(Beginning of Given data)

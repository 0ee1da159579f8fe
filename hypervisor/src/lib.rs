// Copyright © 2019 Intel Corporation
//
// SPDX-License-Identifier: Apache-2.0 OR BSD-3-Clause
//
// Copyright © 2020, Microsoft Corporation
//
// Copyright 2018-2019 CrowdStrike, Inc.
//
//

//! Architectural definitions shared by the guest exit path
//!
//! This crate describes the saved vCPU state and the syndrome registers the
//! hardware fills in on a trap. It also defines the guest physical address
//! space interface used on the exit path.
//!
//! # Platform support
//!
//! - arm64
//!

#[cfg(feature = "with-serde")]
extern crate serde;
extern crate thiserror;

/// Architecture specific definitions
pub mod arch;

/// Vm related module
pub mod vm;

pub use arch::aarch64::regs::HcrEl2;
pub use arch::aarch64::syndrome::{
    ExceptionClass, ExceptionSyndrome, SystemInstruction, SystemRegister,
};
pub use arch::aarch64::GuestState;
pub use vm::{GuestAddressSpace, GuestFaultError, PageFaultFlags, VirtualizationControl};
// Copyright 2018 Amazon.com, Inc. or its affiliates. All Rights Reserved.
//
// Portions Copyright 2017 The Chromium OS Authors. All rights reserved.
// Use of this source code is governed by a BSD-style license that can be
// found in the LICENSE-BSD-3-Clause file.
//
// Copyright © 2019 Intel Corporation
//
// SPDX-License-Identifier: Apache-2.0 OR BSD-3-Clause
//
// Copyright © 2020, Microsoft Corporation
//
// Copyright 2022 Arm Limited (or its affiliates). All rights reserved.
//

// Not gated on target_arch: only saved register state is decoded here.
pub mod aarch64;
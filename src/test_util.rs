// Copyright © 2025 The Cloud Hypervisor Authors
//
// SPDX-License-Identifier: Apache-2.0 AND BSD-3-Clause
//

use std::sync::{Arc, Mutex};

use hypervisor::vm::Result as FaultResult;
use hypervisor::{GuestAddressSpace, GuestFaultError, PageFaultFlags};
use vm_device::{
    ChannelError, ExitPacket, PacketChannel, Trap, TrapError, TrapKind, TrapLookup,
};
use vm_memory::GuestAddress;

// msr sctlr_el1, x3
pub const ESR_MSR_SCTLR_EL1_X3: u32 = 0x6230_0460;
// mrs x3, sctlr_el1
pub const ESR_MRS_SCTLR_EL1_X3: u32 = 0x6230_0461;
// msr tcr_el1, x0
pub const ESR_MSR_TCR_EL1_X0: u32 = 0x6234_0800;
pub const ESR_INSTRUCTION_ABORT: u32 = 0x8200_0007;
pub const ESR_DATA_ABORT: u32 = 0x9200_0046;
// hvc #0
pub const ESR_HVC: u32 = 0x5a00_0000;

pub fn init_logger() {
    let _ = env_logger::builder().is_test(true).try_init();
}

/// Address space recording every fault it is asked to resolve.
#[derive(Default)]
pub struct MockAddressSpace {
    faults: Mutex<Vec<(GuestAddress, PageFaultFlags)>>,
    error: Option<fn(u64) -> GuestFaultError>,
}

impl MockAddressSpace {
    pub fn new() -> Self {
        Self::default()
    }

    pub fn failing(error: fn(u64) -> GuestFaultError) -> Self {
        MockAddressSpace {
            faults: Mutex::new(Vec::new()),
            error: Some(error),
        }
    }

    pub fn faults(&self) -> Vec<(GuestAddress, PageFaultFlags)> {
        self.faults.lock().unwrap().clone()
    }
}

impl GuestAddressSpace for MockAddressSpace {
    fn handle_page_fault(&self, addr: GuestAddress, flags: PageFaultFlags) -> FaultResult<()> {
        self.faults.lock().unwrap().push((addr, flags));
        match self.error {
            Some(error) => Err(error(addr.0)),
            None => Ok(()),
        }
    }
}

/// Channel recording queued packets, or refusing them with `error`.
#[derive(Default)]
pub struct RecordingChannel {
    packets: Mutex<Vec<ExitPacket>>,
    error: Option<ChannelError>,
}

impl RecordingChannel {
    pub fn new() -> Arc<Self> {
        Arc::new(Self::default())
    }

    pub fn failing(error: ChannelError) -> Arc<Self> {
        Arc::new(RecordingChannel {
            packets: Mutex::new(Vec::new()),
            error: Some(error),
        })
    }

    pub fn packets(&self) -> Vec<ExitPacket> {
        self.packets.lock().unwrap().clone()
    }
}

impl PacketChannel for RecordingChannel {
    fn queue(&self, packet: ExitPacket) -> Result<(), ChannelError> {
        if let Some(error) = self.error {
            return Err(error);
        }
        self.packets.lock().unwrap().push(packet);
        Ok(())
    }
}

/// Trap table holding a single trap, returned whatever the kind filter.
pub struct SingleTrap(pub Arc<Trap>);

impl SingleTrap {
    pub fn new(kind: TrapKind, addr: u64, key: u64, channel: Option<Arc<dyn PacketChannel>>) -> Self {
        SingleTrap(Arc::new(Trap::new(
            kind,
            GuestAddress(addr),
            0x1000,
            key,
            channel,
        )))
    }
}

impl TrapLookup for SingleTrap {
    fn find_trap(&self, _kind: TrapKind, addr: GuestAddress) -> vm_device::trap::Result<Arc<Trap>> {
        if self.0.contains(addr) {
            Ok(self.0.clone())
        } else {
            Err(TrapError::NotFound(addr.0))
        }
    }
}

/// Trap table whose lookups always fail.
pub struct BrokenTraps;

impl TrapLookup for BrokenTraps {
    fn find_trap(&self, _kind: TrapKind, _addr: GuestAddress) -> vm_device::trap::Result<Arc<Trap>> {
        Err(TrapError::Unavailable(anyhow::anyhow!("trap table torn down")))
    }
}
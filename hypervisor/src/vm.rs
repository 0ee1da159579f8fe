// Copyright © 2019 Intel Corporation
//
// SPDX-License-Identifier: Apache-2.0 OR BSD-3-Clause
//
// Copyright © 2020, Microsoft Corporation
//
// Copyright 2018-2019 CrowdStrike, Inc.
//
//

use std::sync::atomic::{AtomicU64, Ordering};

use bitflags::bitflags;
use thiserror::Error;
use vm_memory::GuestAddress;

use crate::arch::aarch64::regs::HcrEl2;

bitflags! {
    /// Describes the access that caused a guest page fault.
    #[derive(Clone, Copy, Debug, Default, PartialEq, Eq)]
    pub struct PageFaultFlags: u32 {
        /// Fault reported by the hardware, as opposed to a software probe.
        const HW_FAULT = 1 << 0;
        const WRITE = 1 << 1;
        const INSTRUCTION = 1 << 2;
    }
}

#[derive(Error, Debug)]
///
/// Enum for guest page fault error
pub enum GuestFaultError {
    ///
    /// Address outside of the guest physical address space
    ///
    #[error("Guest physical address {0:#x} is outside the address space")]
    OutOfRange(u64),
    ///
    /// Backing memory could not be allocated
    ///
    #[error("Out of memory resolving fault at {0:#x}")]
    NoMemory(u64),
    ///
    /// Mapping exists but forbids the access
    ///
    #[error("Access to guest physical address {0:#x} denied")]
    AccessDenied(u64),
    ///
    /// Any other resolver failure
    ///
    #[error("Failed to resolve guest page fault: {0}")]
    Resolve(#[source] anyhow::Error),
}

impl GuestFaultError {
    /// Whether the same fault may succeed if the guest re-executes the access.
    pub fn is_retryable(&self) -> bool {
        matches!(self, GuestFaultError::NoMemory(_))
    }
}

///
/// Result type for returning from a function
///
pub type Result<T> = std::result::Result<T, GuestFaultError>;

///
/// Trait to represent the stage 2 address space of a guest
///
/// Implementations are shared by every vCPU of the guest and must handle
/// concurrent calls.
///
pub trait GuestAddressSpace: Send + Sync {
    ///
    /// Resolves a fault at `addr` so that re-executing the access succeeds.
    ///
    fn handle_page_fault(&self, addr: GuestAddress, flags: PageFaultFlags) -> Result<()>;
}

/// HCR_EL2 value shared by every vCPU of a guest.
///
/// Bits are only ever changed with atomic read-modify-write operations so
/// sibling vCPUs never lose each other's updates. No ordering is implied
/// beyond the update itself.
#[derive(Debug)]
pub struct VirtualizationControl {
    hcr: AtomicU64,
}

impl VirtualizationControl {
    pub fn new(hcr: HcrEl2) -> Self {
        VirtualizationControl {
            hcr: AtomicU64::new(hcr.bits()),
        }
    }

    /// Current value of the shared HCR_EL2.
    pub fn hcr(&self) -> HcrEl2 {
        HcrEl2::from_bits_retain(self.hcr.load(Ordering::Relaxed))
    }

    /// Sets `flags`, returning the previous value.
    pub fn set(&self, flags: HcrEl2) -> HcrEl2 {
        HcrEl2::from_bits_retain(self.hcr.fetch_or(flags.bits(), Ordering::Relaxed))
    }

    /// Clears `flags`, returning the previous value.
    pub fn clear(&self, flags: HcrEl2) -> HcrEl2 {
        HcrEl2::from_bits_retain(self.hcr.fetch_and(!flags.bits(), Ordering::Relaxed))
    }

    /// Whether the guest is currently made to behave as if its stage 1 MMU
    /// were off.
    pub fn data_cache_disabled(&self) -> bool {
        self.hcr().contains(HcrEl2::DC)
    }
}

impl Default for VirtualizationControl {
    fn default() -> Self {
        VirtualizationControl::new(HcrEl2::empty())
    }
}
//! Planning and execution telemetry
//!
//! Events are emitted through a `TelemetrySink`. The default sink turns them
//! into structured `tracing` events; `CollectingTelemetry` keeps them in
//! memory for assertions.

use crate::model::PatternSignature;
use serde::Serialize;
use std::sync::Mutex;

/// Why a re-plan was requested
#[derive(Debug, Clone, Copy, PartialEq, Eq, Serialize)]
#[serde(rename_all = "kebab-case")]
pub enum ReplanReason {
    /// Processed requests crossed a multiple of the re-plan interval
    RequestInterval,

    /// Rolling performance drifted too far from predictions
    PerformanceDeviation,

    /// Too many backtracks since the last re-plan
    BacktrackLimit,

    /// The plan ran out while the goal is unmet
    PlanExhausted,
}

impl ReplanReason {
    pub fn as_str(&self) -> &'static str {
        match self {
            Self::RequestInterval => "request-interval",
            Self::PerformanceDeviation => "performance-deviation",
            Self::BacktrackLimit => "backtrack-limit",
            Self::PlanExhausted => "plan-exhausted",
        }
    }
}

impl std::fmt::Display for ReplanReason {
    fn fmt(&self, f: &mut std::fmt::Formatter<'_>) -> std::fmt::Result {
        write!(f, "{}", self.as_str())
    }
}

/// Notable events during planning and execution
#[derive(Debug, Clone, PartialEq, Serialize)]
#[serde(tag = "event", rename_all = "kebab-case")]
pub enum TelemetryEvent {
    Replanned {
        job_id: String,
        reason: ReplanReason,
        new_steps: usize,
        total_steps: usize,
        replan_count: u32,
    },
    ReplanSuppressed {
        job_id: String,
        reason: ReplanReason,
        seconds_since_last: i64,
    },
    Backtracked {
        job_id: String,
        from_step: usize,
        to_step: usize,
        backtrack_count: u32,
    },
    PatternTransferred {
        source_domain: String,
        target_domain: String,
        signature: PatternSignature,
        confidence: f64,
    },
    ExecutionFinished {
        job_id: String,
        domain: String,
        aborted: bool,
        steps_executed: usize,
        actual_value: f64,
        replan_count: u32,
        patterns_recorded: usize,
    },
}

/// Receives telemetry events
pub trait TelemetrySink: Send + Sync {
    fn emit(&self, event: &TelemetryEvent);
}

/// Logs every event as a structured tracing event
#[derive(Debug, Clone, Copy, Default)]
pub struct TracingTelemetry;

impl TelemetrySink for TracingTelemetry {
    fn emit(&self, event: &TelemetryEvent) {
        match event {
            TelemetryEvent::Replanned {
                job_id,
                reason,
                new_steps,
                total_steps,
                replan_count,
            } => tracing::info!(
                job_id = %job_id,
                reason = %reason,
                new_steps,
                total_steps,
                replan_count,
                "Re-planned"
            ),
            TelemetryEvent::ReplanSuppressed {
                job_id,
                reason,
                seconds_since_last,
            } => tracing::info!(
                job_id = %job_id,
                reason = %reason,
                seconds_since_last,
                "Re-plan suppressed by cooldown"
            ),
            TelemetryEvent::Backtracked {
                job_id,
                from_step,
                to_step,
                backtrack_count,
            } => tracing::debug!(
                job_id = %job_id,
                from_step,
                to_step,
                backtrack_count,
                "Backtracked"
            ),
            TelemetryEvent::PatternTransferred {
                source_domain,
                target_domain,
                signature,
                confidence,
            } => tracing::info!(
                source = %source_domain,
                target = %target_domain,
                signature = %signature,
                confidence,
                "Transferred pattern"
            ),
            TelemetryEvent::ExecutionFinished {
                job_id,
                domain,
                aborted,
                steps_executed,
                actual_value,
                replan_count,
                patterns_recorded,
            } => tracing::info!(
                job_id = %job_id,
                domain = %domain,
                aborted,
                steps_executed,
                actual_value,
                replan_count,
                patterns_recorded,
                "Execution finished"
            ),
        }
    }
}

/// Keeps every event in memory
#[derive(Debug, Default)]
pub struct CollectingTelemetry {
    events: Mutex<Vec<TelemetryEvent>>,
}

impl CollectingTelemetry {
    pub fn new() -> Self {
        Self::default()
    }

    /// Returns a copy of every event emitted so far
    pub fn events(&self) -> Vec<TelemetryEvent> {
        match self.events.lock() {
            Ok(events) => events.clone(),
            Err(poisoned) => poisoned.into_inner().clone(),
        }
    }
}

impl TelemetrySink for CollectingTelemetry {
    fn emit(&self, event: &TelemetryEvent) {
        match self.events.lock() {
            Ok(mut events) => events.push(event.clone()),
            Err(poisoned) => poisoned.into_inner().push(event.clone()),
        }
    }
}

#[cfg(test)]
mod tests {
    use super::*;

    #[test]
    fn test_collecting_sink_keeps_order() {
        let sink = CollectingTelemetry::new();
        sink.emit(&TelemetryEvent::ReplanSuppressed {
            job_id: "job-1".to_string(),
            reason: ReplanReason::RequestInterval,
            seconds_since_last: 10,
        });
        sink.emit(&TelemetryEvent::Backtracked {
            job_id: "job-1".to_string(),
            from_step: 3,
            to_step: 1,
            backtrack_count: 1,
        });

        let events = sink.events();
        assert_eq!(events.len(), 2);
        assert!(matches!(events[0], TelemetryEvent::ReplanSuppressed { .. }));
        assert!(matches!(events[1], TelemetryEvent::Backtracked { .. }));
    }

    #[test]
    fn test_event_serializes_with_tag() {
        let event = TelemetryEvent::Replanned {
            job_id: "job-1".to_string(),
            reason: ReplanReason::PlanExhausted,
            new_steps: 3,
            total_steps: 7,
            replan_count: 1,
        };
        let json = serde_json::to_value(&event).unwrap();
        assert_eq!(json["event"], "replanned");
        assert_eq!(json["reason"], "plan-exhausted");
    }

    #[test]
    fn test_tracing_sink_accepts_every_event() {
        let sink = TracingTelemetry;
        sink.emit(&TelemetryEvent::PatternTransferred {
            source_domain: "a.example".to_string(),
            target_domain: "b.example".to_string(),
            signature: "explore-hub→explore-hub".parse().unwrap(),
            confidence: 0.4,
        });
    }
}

(End of Given data)
(Beginning of Given data)

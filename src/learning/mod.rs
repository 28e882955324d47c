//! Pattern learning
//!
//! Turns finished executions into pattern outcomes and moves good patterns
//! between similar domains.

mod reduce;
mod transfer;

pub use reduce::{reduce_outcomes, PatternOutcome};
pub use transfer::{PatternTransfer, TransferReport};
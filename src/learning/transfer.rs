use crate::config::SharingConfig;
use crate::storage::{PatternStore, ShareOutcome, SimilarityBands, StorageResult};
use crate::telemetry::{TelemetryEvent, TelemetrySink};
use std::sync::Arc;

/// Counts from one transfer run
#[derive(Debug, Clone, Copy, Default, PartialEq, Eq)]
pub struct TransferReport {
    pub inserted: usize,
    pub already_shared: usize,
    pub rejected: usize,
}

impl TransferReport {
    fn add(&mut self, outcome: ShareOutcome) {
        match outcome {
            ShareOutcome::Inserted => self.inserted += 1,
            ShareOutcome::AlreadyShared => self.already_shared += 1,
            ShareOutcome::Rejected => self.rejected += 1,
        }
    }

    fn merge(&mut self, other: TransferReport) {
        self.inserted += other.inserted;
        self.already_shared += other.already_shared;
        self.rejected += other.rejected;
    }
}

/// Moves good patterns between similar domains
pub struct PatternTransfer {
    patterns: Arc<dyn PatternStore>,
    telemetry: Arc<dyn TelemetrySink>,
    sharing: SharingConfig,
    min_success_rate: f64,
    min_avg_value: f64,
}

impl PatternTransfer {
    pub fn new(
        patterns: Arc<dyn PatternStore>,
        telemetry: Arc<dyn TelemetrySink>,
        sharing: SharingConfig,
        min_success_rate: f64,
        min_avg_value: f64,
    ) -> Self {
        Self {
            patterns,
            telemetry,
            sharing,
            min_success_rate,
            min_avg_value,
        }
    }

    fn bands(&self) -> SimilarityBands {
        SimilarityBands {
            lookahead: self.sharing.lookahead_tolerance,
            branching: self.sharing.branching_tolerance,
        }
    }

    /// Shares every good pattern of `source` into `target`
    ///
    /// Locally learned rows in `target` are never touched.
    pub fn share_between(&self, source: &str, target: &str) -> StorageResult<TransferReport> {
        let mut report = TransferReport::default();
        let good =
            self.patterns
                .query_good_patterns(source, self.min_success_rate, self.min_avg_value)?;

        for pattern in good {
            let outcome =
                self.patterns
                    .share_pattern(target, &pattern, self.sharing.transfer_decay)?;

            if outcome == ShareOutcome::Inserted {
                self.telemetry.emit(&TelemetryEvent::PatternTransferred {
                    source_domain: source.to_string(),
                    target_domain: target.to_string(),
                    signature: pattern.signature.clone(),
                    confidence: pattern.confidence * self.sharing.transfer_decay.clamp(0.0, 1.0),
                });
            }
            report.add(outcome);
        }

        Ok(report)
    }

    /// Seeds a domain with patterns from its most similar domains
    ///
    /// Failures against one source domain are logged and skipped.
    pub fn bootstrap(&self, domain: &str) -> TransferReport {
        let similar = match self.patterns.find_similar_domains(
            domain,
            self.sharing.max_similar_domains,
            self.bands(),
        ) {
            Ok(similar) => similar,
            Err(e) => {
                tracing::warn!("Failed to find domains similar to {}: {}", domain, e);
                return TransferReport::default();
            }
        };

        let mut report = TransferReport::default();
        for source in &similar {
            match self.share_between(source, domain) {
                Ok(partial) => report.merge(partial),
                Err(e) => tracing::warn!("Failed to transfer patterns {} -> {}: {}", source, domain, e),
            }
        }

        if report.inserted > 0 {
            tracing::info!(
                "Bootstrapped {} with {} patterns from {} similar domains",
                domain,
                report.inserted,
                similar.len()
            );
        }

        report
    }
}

(End of Given data)
(Beginning of Given data)

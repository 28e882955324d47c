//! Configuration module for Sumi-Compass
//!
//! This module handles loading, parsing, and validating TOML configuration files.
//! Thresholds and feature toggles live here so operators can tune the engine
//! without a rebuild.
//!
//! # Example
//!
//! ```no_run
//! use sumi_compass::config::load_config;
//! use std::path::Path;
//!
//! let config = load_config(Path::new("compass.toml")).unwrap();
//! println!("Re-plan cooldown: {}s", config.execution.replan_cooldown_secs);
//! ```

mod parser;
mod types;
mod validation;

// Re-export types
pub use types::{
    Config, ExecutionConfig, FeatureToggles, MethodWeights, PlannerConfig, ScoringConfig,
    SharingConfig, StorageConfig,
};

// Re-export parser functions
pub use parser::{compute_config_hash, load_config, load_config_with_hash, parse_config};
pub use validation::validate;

(End of Given data)

## What the task asks:
Could you give the number of lines in the entries that contain the string "unwrap"? Only the number, please.

## Exercise output:
7